The optimization of the scrubbing process has had many benefits – improved quality, production speed, less variance, improved safety, less waste, and of course saves money. To recap, the average caustic concentration was dropped from 4.8 to 2.9%, and since then the average has been lowered to 2%. The process improvement has led to savings of approximately $1,000 a day, or $200,000 a year, since the process is run on a 4 day on, 2 day off schedule.
As I mentioned on the previous slide, taking a sample from the process and then taking it to a laboratory for analysis can be time consuming.
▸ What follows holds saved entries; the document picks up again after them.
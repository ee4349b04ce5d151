//! Severity classifier.
//! Evaluates identified vulnerabilities against the exchange's risk policy.

#[derive(Debug, PartialEq, Eq, PartialOrd, Ord)]
pub enum Severity {
    Low,
    Medium,
    High,
    Critical,
}

pub struct Vulnerability {
    pub cvss_score: f32,
    pub affects_financial_invariant: bool,
    pub affects_authentication: bool,
}

pub struct SeverityClassifier;

impl SeverityClassifier {
    /// Classify severity based on business logic rules.
    pub fn classify(vuln: &Vulnerability) -> Severity {
        if vuln.affects_financial_invariant {
            return Severity::Critical;
        }
        if vuln.affects_authentication {
            return Severity::High;
        }
        if vuln.cvss_score >= 9.0 {
            return Severity::Critical;
        } else if vuln.cvss_score >= 7.0 {
            return Severity::High;
        } else if vuln.cvss_score >= 4.0 {
            return Severity::Medium;
        }
        
        Severity::Low
    }
}

#[cfg(test)]
mod tests {
    use super::*;

    #[test]
    fn test_severity_classification() {
        let financial_vuln = Vulnerability {
            cvss_score: 5.0,
            affects_financial_invariant: true,
            affects_authentication: false,
        };
        assert_eq!(SeverityClassifier::classify(&financial_vuln), Severity::Critical);

        let low_vuln = Vulnerability {
            cvss_score: 3.5,
            affects_financial_invariant: false,
            affects_authentication: false,
        };
        assert_eq!(SeverityClassifier::classify(&low_vuln), Severity::Low);
    }
}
As shown on the left side of this slide the entire sampling and response cycle can take an average of 30 to 60 minutes, maybe longer. By implementing an analysis that is at-line, on-line, or in-line the response cycle can be shortened significantly to only a few minutes, even shorter than that depending on the type of analysis being performed. This reduced response time means more effective monitoring of a process, leading to safer operating conditions, cost savings, and a better product. Also it means that the process is more closely monitored so that unwanted or unsafe conditions can be avoided, or if there is a problem it can be detected more quickly.